Julio Ortega
Los dos años que viví en Barcelona (1971-73) no fueron los mejores para la lengua española. Una mañana leí en el diario una noticia sobre la guerra de Vietnam que empezaba así: "El presidente Nixon dijo, y no hay por qué dudar de sus intenciones,que busca la paz". El editor introducía esa advertencia contra la duda metódica. La censura en el cine no era menos disparatada. Tal vez fue una leyenda urbana,pero se decía que en su afán por evitar el sexo, un censor había convertido a la pareja en hermanos, no sin entusiasmo. Y en la editorial Barral, el censor nos devolvía los manuscritos intervenidos con saña. Vi uno tachado frase tras frase. Hubiese bastado una sentencia: Censurado. Lamento no haber guardado ese monumento fúnebre de la lengua española. Y son bien conocidas las negociaciones de los editores con la censura.
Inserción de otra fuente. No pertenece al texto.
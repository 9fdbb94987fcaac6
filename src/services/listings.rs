// src/services/listings.rs
//! Listing reads and admin writes on top of the backend.
use crate::app::App;
use crate::backend::{DocumentList, Query, Upload, ATTR_CREATED_AT};
use crate::domain::listing::{Listing, ListingDraft, ListingStatus};
use crate::domain::search::SearchFilters;
use crate::errors::ServerError;
use crate::requests::FilePart;
use log::{info, warn};

pub const FEATURED_LIMIT: u64 = 6;
/// Largest page the hosted API returns.
pub const ADMIN_LIMIT: u64 = 100;

pub const CARD_PREVIEW: (u32, u32) = (400, 300);
pub const DETAIL_PREVIEW: (u32, u32) = (800, 600);

#[derive(Debug)]
pub struct SearchPage {
    pub listings: Vec<Listing>,
    pub total: u64,
    pub pages: u64,
}

/// Decode documents, skipping (and logging) any that do not fit the schema.
fn decode(list: DocumentList) -> Vec<Listing> {
    list.documents
        .into_iter()
        .filter_map(|doc| match Listing::from_document(doc) {
            Ok(l) => Some(l),
            Err(e) => {
                warn!("skipping listing: {e}");
                None
            }
        })
        .collect()
}

pub fn featured(app: &App) -> Result<Vec<Listing>, ServerError> {
    let list = app.backend.list_documents(
        app.collection(),
        &[
            Query::equal("status", ListingStatus::Disponivel.as_str()),
            Query::order_desc(ATTR_CREATED_AT),
            Query::Limit(FEATURED_LIMIT),
        ],
    )?;
    Ok(decode(list))
}

pub fn search(app: &App, filters: &SearchFilters) -> Result<SearchPage, ServerError> {
    let list = app
        .backend
        .list_documents(app.collection(), &filters.to_queries())?;
    let total = list.total;
    Ok(SearchPage {
        listings: decode(list),
        total,
        pages: SearchFilters::total_pages(total),
    })
}

pub fn get(app: &App, id: &str) -> Result<Listing, ServerError> {
    let doc = app.backend.get_document(app.collection(), id)?;
    Ok(Listing::from_document(doc)?)
}

/// Every listing regardless of status, newest first.
pub fn admin_list(app: &App) -> Result<(Vec<Listing>, u64), ServerError> {
    let list = app.backend.list_documents(
        app.collection(),
        &[Query::order_desc(ATTR_CREATED_AT), Query::Limit(ADMIN_LIMIT)],
    )?;
    let total = list.total;
    Ok((decode(list), total))
}

pub fn photo_url(app: &App, photo_id: &str, size: (u32, u32)) -> String {
    app.backend
        .file_preview_url(app.bucket(), photo_id, size.0, size.1)
}

pub fn photo_urls(app: &App, listing: &Listing, size: (u32, u32)) -> Vec<String> {
    listing
        .photo_ids
        .iter()
        .map(|id| photo_url(app, id, size))
        .collect()
}

fn is_image(content_type: &str) -> bool {
    content_type
        .parse::<mime::Mime>()
        .map(|m| m.type_() == mime::IMAGE)
        .unwrap_or(false)
}

/// Best-effort removal; a leftover file only costs storage.
fn discard_files(app: &App, secret: &str, ids: &[String]) {
    for id in ids {
        if let Err(e) = app.backend.delete_file(secret, app.bucket(), id) {
            warn!("could not delete photo {id}: {e}");
        }
    }
}

/// Upload all photos or none of them.
fn upload_photos(app: &App, secret: &str, photos: &[FilePart]) -> Result<Vec<String>, ServerError> {
    if let Some(bad) = photos.iter().find(|p| !is_image(&p.content_type)) {
        return Err(ServerError::BadRequest(format!(
            "{} não é uma imagem ({})",
            bad.file_name, bad.content_type
        )));
    }

    let mut ids = Vec::with_capacity(photos.len());
    for photo in photos {
        let upload = Upload {
            name: photo.file_name.clone(),
            mime_type: photo.content_type.clone(),
            bytes: photo.bytes.clone(),
        };
        match app.backend.create_file(secret, app.bucket(), upload) {
            Ok(stored) => ids.push(stored.id),
            Err(e) => {
                discard_files(app, secret, &ids);
                return Err(e.into());
            }
        }
    }
    Ok(ids)
}

/// Upload the photos, then create the document that references them.
pub fn create(
    app: &App,
    secret: &str,
    draft: ListingDraft,
    photos: &[FilePart],
) -> Result<Listing, ServerError> {
    let photo_ids = upload_photos(app, secret, photos)?;
    let data = draft.into_data(photo_ids.clone());

    let doc = match app.backend.create_document(secret, app.collection(), &data) {
        Ok(doc) => doc,
        Err(e) => {
            discard_files(app, secret, &photo_ids);
            return Err(e.into());
        }
    };

    info!("created listing {} with {} photos", doc.id, photo_ids.len());
    Ok(Listing::from_document(doc)?)
}

/// Rewrite a listing: `existing - removed + new` photos. Removed files are
/// deleted only after the document no longer references them.
pub fn update(
    app: &App,
    secret: &str,
    id: &str,
    draft: ListingDraft,
    new_photos: &[FilePart],
    removed: &[&str],
) -> Result<Listing, ServerError> {
    let current = get(app, id)?;

    let (kept, dropped): (Vec<String>, Vec<String>) = current
        .photo_ids
        .into_iter()
        .partition(|p| !removed.contains(&p.as_str()));

    let added = upload_photos(app, secret, new_photos)?;
    let mut photo_ids = kept;
    photo_ids.extend(added.iter().cloned());

    let doc = match app
        .backend
        .update_document(secret, app.collection(), id, &draft.into_data(photo_ids))
    {
        Ok(doc) => doc,
        Err(e) => {
            discard_files(app, secret, &added);
            return Err(e.into());
        }
    };

    discard_files(app, secret, &dropped);
    info!(
        "updated listing {id}: {} photos added, {} removed",
        added.len(),
        dropped.len()
    );
    Ok(Listing::from_document(doc)?)
}

/// Delete the document first, then its photos.
pub fn delete(app: &App, secret: &str, id: &str) -> Result<(), ServerError> {
    let listing = get(app, id)?;
    app.backend.delete_document(secret, app.collection(), id)?;
    discard_files(app, secret, &listing.photo_ids);
    info!("deleted listing {id}");
    Ok(())
}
A Vargas Llosa le reprocharon llamar a un general "ballena" cuando podía llamarlo "cachalote." El éxito de la nueva novela latinoamericana se debió a los espacios que propició fervorosamente.
En cambio, vivimos hoy las agonías del español nuestro de cada día. El autoritarismo patriarcal y regional, en primer lugar, que corrompe el diálogo y degrada a los hablantes. La violencia de género, el racismo y la xenofobia, demuestran que el lenguaje agoniza. No es suficiente para acoger, tender puentes, albergar. El sufrimiento de los migrantes venezolanos, acusados y asaltados en las calles de Lima, soy testigo, es indigno; merecen nuestra protesta y solidaridad.
La corrupción es la madre de todas estas derrotas de nuestra lengua herida. No estoy predicando el fin del mundo en español, aunque mundo sea lo opuesto a inmundo. Pero no es la primera vez que el español padece una peste ideológica. Nuestros grandes liberales sufrieron prisión, se confiscaron sus bibliotecas, y fueron miserablemente humillados.
Hoy resultan repugnantes los consejos de "La perfecta casada," inculcados por médicos y curas. No hay que olvidarlos, pueden volver actualizados: "Es un imperdonable error la negación al esposo del débito conyugal" (1946). "Trata de cocinar bien. Los buenos maridos tienen fama de buen apetito" (1949). "El organismo de las mujeres está dispuesto al servicio de una matriz; el del hombre para el servicio de un cerebro" (1962)." Cuando pedimos café queremos que se nos sirva café-café" (1963). "Al hombre le gusta sentirse siempre superior a la mujer que ha elegido como compañera" (1957). Excusen tamaña vulgaridad, pero es el español que se mamaba en la leche.
No olvidemos que la nuestra es una de las pocas lenguas modernas que no conoció los ciclos de la Reforma; más bien, se forjó en la Contrarreforma. No en vano, para escribir en español Garcilaso partió del italiano; Góngora, del latín; Cervantes, del erasmismo; Sor Juana, de la lógica; el Inca Garcilaso, del humanismo…Y Darío del francés; Vallejo, de la vanguardia; Borges, del inglés. Cuando don Quijote visita a su madre, la Imprenta, lee un letrero: "Aquí se imprimen libros." Aquí, está demás; se imprimen, está demás; y libros, otro tanto. La ironía cervantina nos libera del español redundante, literal, municipal y espeso. Nos debemos, contra la violencia actual, un español de los afectos, del diálogo fecundo, de la inteligencia de la inclusión.